The author was a young graduate student in the history of science at Cambridge who recently lost her father to an unexpected cardiac death. This book is a skillful weaving of three themes: her personal grieving and situational depression and eventual recovery, the acquisition and training of a goshawk named Mabel, and a commentary of the life and works of T.H. White, the earlier 20th century author who was also a falconer and naturalist, and also struggled with depression. H Is For Hawk won the Samuel Johnson Prize for nonfiction and the Costa Book of the Year prize.
Helen Macdonald’s father was a free lance photographer and former plane-spotter as a child. His lessons of patient observation and sky-watching led to her unusual and precocious interest in birds, raptors, and falconry. As a child she had already read White’s The Goshawk, Blaine’s Falconry, and all the related texts needed to master this art. Prior to her fathers death she had already trained kestrels, merlins, and peregrines and was a former falcon breeder for the United Arab Emirates.
Why train a goshawk now with her grief so fresh and raw, and why a goshawk? Its an uncommon, secretive, wild, and difficult hawk to train. Just “looking for a goshawk is like looking for grace; you don’t get to say when or how.” But its also the bird that T.H. White acquired when he sought to retreat from humankind and kindle his own feral self. She was experiencing those same impulses. As she relates the fascinating training of her young goshawk Mabel, she compares and contrasts her techniques with the love/hate relationship between White and his Gos. But as this training goes on the reader senses the author’s growing alienation with humankind and identification with the bird, and her deepening depression. The bills aren’t paid, mail and calls not returned, and human contact avoided. As a reader I felt like an observer of a train-wreck in slow motion, not sure I wanted to see how this all ended, but the compelling writing kept me going to witness the recovery.

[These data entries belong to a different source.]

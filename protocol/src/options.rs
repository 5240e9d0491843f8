//! Optional parameters for list-style calls.
//!
//! Every field is optional. Anything left as `None` is simply not sent and
//! the server applies its own default.

use serde::{Deserialize, Serialize};

use crate::comment::CommentSort;
use crate::endpoint::ApiRequest;

/// Page size the server uses when `limit` is not sent.
pub const DEFAULT_LIMIT: u32 = 200;

/// Plain cursor pagination.
#[derive(Debug, Clone, Default, PartialEq, Eq, Serialize, Deserialize)]
pub struct ListOptions {
    /// Page size, server default [`DEFAULT_LIMIT`].
    pub limit: Option<u32>,
    /// Cursor returned by the previous page.
    pub cursor: Option<String>,
}

impl ListOptions {
    pub fn new() -> Self {
        Self::default()
    }

    pub fn limit(mut self, limit: u32) -> Self {
        self.limit = Some(limit);
        self
    }

    pub fn cursor(mut self, cursor: impl Into<String>) -> Self {
        self.cursor = Some(cursor.into());
        self
    }

    pub fn apply(&self, request: ApiRequest) -> ApiRequest {
        request
            .optional_query("limit", self.limit)
            .optional_query("cursor", self.cursor.as_deref())
    }
}

/// Options for `get_updates`.
///
/// The session never fills in `cursor` on its own. Callers that want to
/// resume polling read it back from the session's cursor store.
#[derive(Debug, Clone, Default, PartialEq, Eq, Serialize, Deserialize)]
pub struct GetUpdatesOptions {
    pub limit: Option<u32>,
    pub cursor: Option<String>,
}

impl GetUpdatesOptions {
    pub fn with_cursor(cursor: impl Into<String>) -> Self {
        Self {
            limit: None,
            cursor: Some(cursor.into()),
        }
    }

    pub fn apply(&self, request: ApiRequest) -> ApiRequest {
        request
            .optional_query("limit", self.limit)
            .optional_query("cursor", self.cursor.as_deref())
    }
}

/// Options for `list_events_by_type`.
#[derive(Debug, Clone, Default, PartialEq, Eq, Serialize, Deserialize)]
pub struct EventsByTypeOptions {
    /// One of the event type tags, e.g. `speech` or `custom`.
    pub event_type: String,
    /// Required by the server when `event_type` is `custom`.
    pub custom_type: Option<String>,
    pub limit: Option<u32>,
    pub cursor: Option<String>,
}

impl EventsByTypeOptions {
    pub fn apply(&self, request: ApiRequest) -> ApiRequest {
        request
            .query("eventtype", &self.event_type)
            .optional_query("customtype", self.custom_type.as_deref())
            .optional_query("limit", self.limit)
            .optional_query("cursor", self.cursor.as_deref())
    }
}

/// Options for `list_events_by_timestamp`.
#[derive(Debug, Clone, Default, PartialEq, Eq, Serialize, Deserialize)]
pub struct EventsByTimestampOptions {
    /// Server timestamp (`ts` on an event) to center the window on.
    pub timestamp: i64,
    /// Events older than `timestamp` to include.
    pub limit_older: Option<u32>,
    /// Events newer than `timestamp` to include.
    pub limit_newer: Option<u32>,
}

impl EventsByTimestampOptions {
    pub fn apply(&self, request: ApiRequest) -> ApiRequest {
        request
            .optional_query("limitolder", self.limit_older)
            .optional_query("limitnewer", self.limit_newer)
    }
}

/// Options for listing comments or replies.
#[derive(Debug, Clone, Default, PartialEq, Eq, Serialize, Deserialize)]
pub struct ListCommentsOptions {
    pub sort: Option<CommentSort>,
    pub include_inactive: Option<bool>,
    pub limit: Option<u32>,
    pub cursor: Option<String>,
}

impl ListCommentsOptions {
    pub fn apply(&self, request: ApiRequest) -> ApiRequest {
        request
            .optional_query("sort", self.sort.map(|s| s.as_str()))
            .optional_query("includeinactive", self.include_inactive)
            .optional_query("limit", self.limit)
            .optional_query("cursor", self.cursor.as_deref())
    }
}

Midway through the book there is the memorable scene when Mabel is given her freedom to fly without constraints for the first time. Remember this is a hawk bred and fledged by humans, never previously released to the wild. Helen is “practically catatonic…this is ridiculous…I don’t want to be here…Oh! And I let her go. And immediately I wish I had not. Suddenly my hawk is free”. When the hawk does not immediately return to the fist Helen is devastated, “My beating, horrified heart, and my soul feeling like water at four degrees; heavier than ice, falling to the bottom of the ocean. And suddenly she is back on the glove, I feel soaked in ice water, and I cannot believe she is not lost. I feel like White: a tyro, a fool, a beginner, an idiot.”
The first step in recovery is recognition of the illness. At some point the author disagrees with the naturalists like Muir who celebrate becoming one with nature and one with the birds. Most have a “little splinter of wildness” while coming home, having dinner, and participating in humanity. But she realizes, “I don’t have both sides. I only have wildness. And I don’t need wildness any more…Human hands are for holding other hands. Human arms are for holding other humans close.” She wonderfully relates this process of repair and restoration, the role of her mother, the memorial service, her friends, professional help, and medication, eventually leading to the point of separating from her beloved Mabel during the long molting phase of spring. After all, she has her own spring revival to tend to.
I don’t believe my short review does justice to this affecting and fascinating book. Please refer to the Kathryn Schulz review in the March 9, 2014 New Yorker for a more in depth analysis, or better yet, read H Is For Hawk. You won’t be sorry.